2014.5.20 絶望的な一面銀世界 【ヒマラヤ 運命の山】 HOME
評価:3
■ヒトコト感想
ヒマラヤ山脈の広大な雪景色。そして、過酷な雪山登山。メスナー兄弟がヒマラヤ山脈のルパール壁に挑んだ物語だ。すべてが実話であり、兄だけが生還した理由が語られている。雪の壁をひたすら登る描写がすさまじい。なぜ、これほど無謀なことに挑戦するのか。人の精神力の強さと、雪山で放置されたとしても、生還できる人間の強さを感じた。

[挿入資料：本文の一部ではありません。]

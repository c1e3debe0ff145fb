//! Mitigation recommendations.
//!
//! Rules are additive: every matching rule contributes its actions, in rule
//! order, and an action already emitted by an earlier rule is not repeated.

use super::categorizer::{HIGH_UPPER_BOUND, MEDIUM_UPPER_BOUND};

/// Native fraud score above which fraud actions are recommended.
pub const FRAUD_ALERT_THRESHOLD: f64 = 500.0;

/// Confidence below which more data is requested.
pub const LOW_CONFIDENCE_THRESHOLD: u8 = 70;

/// A mitigation action.
#[derive(Clone, Copy, Debug, PartialEq, Eq, Hash)]
pub enum Recommendation {
    /// Apply enhanced due diligence procedures
    EnhancedDueDiligence,
    /// Manually review high-value transactions
    ManualReview,
    /// Require additional identity verification
    IdentityVerification,
    /// Enable enhanced transaction monitoring
    EnhancedMonitoring,
    /// Schedule periodic reassessment
    PeriodicReassessment,
    /// Require additional authentication for sensitive operations
    AdditionalAuthentication,
    /// Continue standard monitoring
    StandardMonitoring,
    /// Keep the regular reassessment schedule
    RegularReassessment,
    /// Activate fraud monitoring alerts
    FraudAlerts,
    /// Review recent transaction anomalies
    ReviewAnomalies,
    /// Gather additional customer data
    GatherCustomerData,
    /// Extend the observation period before finalising
    ExtendObservation,
}

impl Recommendation {
    /// Human-readable action text.
    pub fn message(&self) -> &'static str {
        match self {
            Recommendation::EnhancedDueDiligence => "Implement enhanced due diligence procedures",
            Recommendation::ManualReview => "Require manual review for high-value transactions",
            Recommendation::IdentityVerification => "Request additional identity verification",
            Recommendation::EnhancedMonitoring => "Enable enhanced transaction monitoring",
            Recommendation::PeriodicReassessment => "Schedule periodic risk reassessment",
            Recommendation::AdditionalAuthentication => {
                "Require additional authentication for sensitive operations"
            }
            Recommendation::StandardMonitoring => "Continue standard monitoring procedures",
            Recommendation::RegularReassessment => "Maintain regular risk reassessment schedule",
            Recommendation::FraudAlerts => "Activate fraud monitoring alerts",
            Recommendation::ReviewAnomalies => "Review recent transaction patterns for anomalies",
            Recommendation::GatherCustomerData => "Gather additional customer data",
            Recommendation::ExtendObservation => {
                "Extend observation period before finalizing risk determination"
            }
        }
    }
}

/// Selects recommendations for a score.
pub fn recommend_actions(
    score: f64,
    native_fraud_score: f64,
    confidence: u8,
) -> Vec<Recommendation> {
    use Recommendation::*;

    let mut actions: Vec<Recommendation> = Vec::new();
    let mut push_all = |items: &[Recommendation]| {
        for item in items {
            if !actions.contains(item) {
                actions.push(*item);
            }
        }
    };

    if score > HIGH_UPPER_BOUND {
        push_all(&[EnhancedDueDiligence, ManualReview, IdentityVerification]);
    } else if score > MEDIUM_UPPER_BOUND {
        push_all(&[EnhancedMonitoring, PeriodicReassessment, AdditionalAuthentication]);
    } else {
        push_all(&[StandardMonitoring, RegularReassessment]);
    }

    if native_fraud_score > FRAUD_ALERT_THRESHOLD {
        push_all(&[FraudAlerts, ReviewAnomalies]);
    }

    if confidence < LOW_CONFIDENCE_THRESHOLD {
        push_all(&[GatherCustomerData, ExtendObservation]);
    }

    actions
}

/// Selects recommendations and renders them as text.
///
/// # Examples
///
/// ```
/// use scoring_core::scoring::recommend;
///
/// let actions = recommend(385.71, 300.0, 60);
/// assert_eq!(actions.len(), 4);
/// assert_eq!(actions[0], "Continue standard monitoring procedures");
/// ```
pub fn recommend(score: f64, native_fraud_score: f64, confidence: u8) -> Vec<String> {
    recommend_actions(score, native_fraud_score, confidence)
        .iter()
        .map(|r| r.message().to_string())
        .collect()
}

恐らく、登山経験者ならばより共感できることも多いだろう。手足が動かなくとも、這ってでも前に進む。遠目からメスナー兄弟を映した映像がすさまじい。一面雪山の中で、ふたりの足跡だけが点々と続いていく。絶望感にさいなまれる中、ひたすら足を前に進める。ボロボロのラインホルトの姿は印象的だ。
■ストーリー
地上8000メートルの真実。1970年 ヒマラヤ山脈ナンガ・パルバート前人未到の標高差4500メートルのルパール壁に挑んだ兄弟――しかし、生還したのは兄ラインホルト・メスナーだけだった。運命の山で起こった出来事とは?そして、初登攀者をめぐる真実とは?
■感想
ヒマラヤ山脈の最も過酷なルパール壁に挑む兄弟の実話。見渡す限りすべてが雪の中、ひたすら頂上を目指して登り続ける兄弟。天候の問題やチームとの関係など、人間味あふれる内容となっている。チームとしてルパール壁に挑むのだが、皆が最初に登りたいと考える。
となると、どんな過酷な天候であっても、先へ進もうと考える。メスナー兄弟は自分たちの実力に自信を持ち、いちはやく頂上へたどりつこうとする。雪山へ挑む男たちの駆け引きもまた、物語の面白さのひとつだ。
過酷な雪山に対してペアで昇っていく。とんでもない雪の壁を、少しずつ登っていく。その映像というのは強烈だ。雪の壁に人がくっついている。数十センチずつしか進めない中、何百メートルも壁を登らなければならない。
しっかりとしたルートがない中で、自分たちで安全なルートを見つけ出し進む。登山途中に天候が荒れると、そこで一夜を過ごす。雪山でテントもなく一夜を過ごすことができるのかと驚いた。人間の体の強さと、前人未到の記録に挑戦する男たちの精神力の強さに圧倒されてしまう。
ラインホルトが弟を置き去りにした理由が語られている。下山のルートがなく、別のルートを探索し帰り着くその精神力の強さはすさまじいのだが、映像的なインパクトもすごい。周りは、はるかかなたまで一面雪。正規のルートで下山すれば仲間のキャンプにたどり着けるはずが、別ルートを選んだために、どこまで行ってもゴールがない。
絶望的状況にも関わらず、這ってでも前に進むラインホルトの精神力に心打たれる。ボロボロになりながら、見ず知らずの現地人に助けられ、無事、仲間と合流できたときには、奇跡としか思えなかった。
圧倒的な迫力で描きだされる雪山の映像は必見だ。